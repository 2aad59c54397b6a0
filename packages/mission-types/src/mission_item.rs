use serde::{Deserialize, Serialize};

use crate::coordinate::Coordinate;

#[derive(Debug, Clone, Copy, PartialEq, Eq, Serialize, Deserialize)]
#[serde(rename_all = "SCREAMING_SNAKE_CASE")]
pub enum CameraAction {
    None,
    TakePhoto,
    StartPhotoInterval,
    StopPhotoInterval,
    StartVideo,
    StopVideo,
    StartPhotoDistance,
    StopPhotoDistance,
}

/// One waypoint in a vehicle's mission.
#[derive(Debug, Clone, Copy, PartialEq, Serialize, Deserialize)]
pub struct MissionItem {
    pub coordinate: Coordinate,
    pub relative_altitude_m: f64,
    pub speed_mps: f64,
    pub fly_through: bool,
    pub gimbal_pitch_deg: f64,
    pub gimbal_yaw_deg: f64,
    pub camera_action: CameraAction,
}

impl MissionItem {
    /// `false` if the item violates an invariant (altitude ≥ 0, speed > 0).
    pub fn is_valid(&self) -> bool {
        self.relative_altitude_m >= 0.0 && self.speed_mps > 0.0
    }
}

/// Two items count as a degenerate (no-op) mission when their coordinates
/// are within the engine's 1e-4 degree tolerance on both axes.
pub fn is_degenerate_mission(items: &[MissionItem]) -> bool {
    items.len() == 2 && items[0].coordinate.nearly_equal(&items[1].coordinate)
}

#[cfg(test)]
mod tests {
    use super::*;

    fn item(lat: f64, lon: f64) -> MissionItem {
        MissionItem {
            coordinate: Coordinate::new(lat, lon),
            relative_altitude_m: 10.0,
            speed_mps: 5.0,
            fly_through: false,
            gimbal_pitch_deg: 0.0,
            gimbal_yaw_deg: 0.0,
            camera_action: CameraAction::None,
        }
    }

    #[test]
    fn detects_degenerate_pair() {
        let items = [item(45.0, 9.0), item(45.00001, 9.00001)];
        assert!(is_degenerate_mission(&items));
    }

    #[test]
    fn three_items_never_degenerate() {
        let items = [item(45.0, 9.0), item(45.0, 9.0), item(45.0, 9.0)];
        assert!(!is_degenerate_mission(&items));
    }

    #[test]
    fn validity_rejects_nonpositive_speed() {
        let mut it = item(0.0, 0.0);
        it.speed_mps = 0.0;
        assert!(!it.is_valid());
    }
}
use std::sync::atomic::{AtomicBool, Ordering};

use mission_types::MissionItem;
use tokio::sync::{Mutex, Notify};

/// One buffered waypoint command, as decoded off the wire (§4.3).
#[derive(Debug, Clone)]
pub struct MessagePx4 {
    pub command_type: String,
    pub item: MissionItem,
}

/// Per-engine mailbox: commands accumulate until `command_upload` goes
/// true, via either `append`'s own `"FINISH"` entry or an external
/// `mark_ready()` call from the supervisor's `START_ALL` handling — both
/// entry points notify the same waiter (§4.3, §9 Open Question).
#[derive(Default)]
pub struct MissionBuffer {
    commands: Mutex<Vec<MessagePx4>>,
    ready: AtomicBool,
    notify: Notify,
}

impl MissionBuffer {
    pub fn new() -> Self {
        Self::default()
    }

    /// Appends `cmd`; a `"FINISH"` type marks the buffer ready. Commands
    /// arriving after the buffer is already ready are silently dropped —
    /// late messages must not perturb a mission that is about to execute.
    pub async fn append(&self, cmd: MessagePx4) {
        if self.ready.load(Ordering::SeqCst) {
            return;
        }
        let is_finish = cmd.command_type == "FINISH";
        self.commands.lock().await.push(cmd);
        if is_finish {
            self.mark_ready();
        }
    }

    pub fn mark_ready(&self) {
        self.ready.store(true, Ordering::SeqCst);
        self.notify.notify_waiters();
    }

    pub async fn wait_ready(&self) {
        let notified = self.notify.notified();
        if self.ready.load(Ordering::SeqCst) {
            return;
        }
        notified.await;
    }

    pub async fn snapshot(&self) -> Vec<MessagePx4> {
        self.commands.lock().await.clone()
    }
}

#[cfg(test)]
mod tests {
    use super::*;
    use mission_types::{CameraAction, Coordinate};

    fn cmd(command_type: &str) -> MessagePx4 {
        MessagePx4 {
            command_type: command_type.into(),
            item: MissionItem {
                coordinate: Coordinate::new(0.0, 0.0),
                relative_altitude_m: 10.0,
                speed_mps: 5.0,
                fly_through: false,
                gimbal_pitch_deg: 0.0,
                gimbal_yaw_deg: 0.0,
                camera_action: CameraAction::None,
            },
        }
    }

    #[tokio::test]
    async fn finish_command_marks_buffer_ready() {
        let buffer = MissionBuffer::new();
        buffer.append(cmd("START")).await;
        assert!(!buffer.ready.load(Ordering::SeqCst));
        buffer.append(cmd("FINISH")).await;
        assert!(buffer.ready.load(Ordering::SeqCst));
        assert_eq!(buffer.snapshot().await.len(), 2);
    }

    #[tokio::test]
    async fn external_mark_ready_also_releases_waiter() {
        let buffer = std::sync::Arc::new(MissionBuffer::new());
        let waiter = tokio::spawn({
            let buffer = buffer.clone();
            async move {
                buffer.wait_ready().await;
            }
        });
        tokio::time::sleep(std::time::Duration::from_millis(20)).await;
        buffer.mark_ready();
        tokio::time::timeout(std::time::Duration::from_secs(1), waiter)
            .await
            .unwrap()
            .unwrap();
    }

    #[tokio::test]
    async fn commands_after_ready_are_dropped() {
        let buffer = MissionBuffer::new();
        buffer.append(cmd("FINISH")).await;
        buffer.append(cmd("")).await;
        assert_eq!(buffer.snapshot().await.len(), 1);
    }
}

* _PROBLEM TO WORK ON_: Please output the lines of the listing above that fall in the stretch from the one with "use mission_types::MissionItem;" through the one with "async fn finish_command_marks_buffer_ready()", exactly and only those.

* _TASK SOLUTION_:
use mission_types::MissionItem;
use tokio::sync::{Mutex, Notify};

/// One buffered waypoint command, as decoded off the wire (§4.3).
#[derive(Debug, Clone)]
pub struct MessagePx4 {
    pub command_type: String,
    pub item: MissionItem,
}

/// Per-engine mailbox: commands accumulate until `command_upload` goes
/// true, via either `append`'s own `"FINISH"` entry or an external
/// `mark_ready()` call from the supervisor's `START_ALL` handling — both
/// entry points notify the same waiter (§4.3, §9 Open Question).
#[derive(Default)]
pub struct MissionBuffer {
    commands: Mutex<Vec<MessagePx4>>,
    ready: AtomicBool,
    notify: Notify,
}

impl MissionBuffer {
    pub fn new() -> Self {
        Self::default()
    }

    /// Appends `cmd`; a `"FINISH"` type marks the buffer ready. Commands
    /// arriving after the buffer is already ready are silently dropped —
    /// late messages must not perturb a mission that is about to execute.
    pub async fn append(&self, cmd: MessagePx4) {
        if self.ready.load(Ordering::SeqCst) {
            return;
        }
        let is_finish = cmd.command_type == "FINISH";
        self.commands.lock().await.push(cmd);
        if is_finish {
            self.mark_ready();
        }
    }

    pub fn mark_ready(&self) {
        self.ready.store(true, Ordering::SeqCst);
        self.notify.notify_waiters();
    }

    pub async fn wait_ready(&self) {
        let notified = self.notify.notified();
        if self.ready.load(Ordering::SeqCst) {
            return;
        }
        notified.await;
    }

    pub async fn snapshot(&self) -> Vec<MessagePx4> {
        self.commands.lock().await.clone()
    }
}

#[cfg(test)]
mod tests {
    use super::*;
    use mission_types::{CameraAction, Coordinate};

    fn cmd(command_type: &str) -> MessagePx4 {
        MessagePx4 {
            command_type: command_type.into(),
            item: MissionItem {
                coordinate: Coordinate::new(0.0, 0.0),
                relative_altitude_m: 10.0,
                speed_mps: 5.0,
                fly_through: false,
                gimbal_pitch_deg: 0.0,
                gimbal_yaw_deg: 0.0,
                camera_action: CameraAction::None,
            },
        }
    }

    #[tokio::test]
    async fn finish_command_marks_buffer_ready() {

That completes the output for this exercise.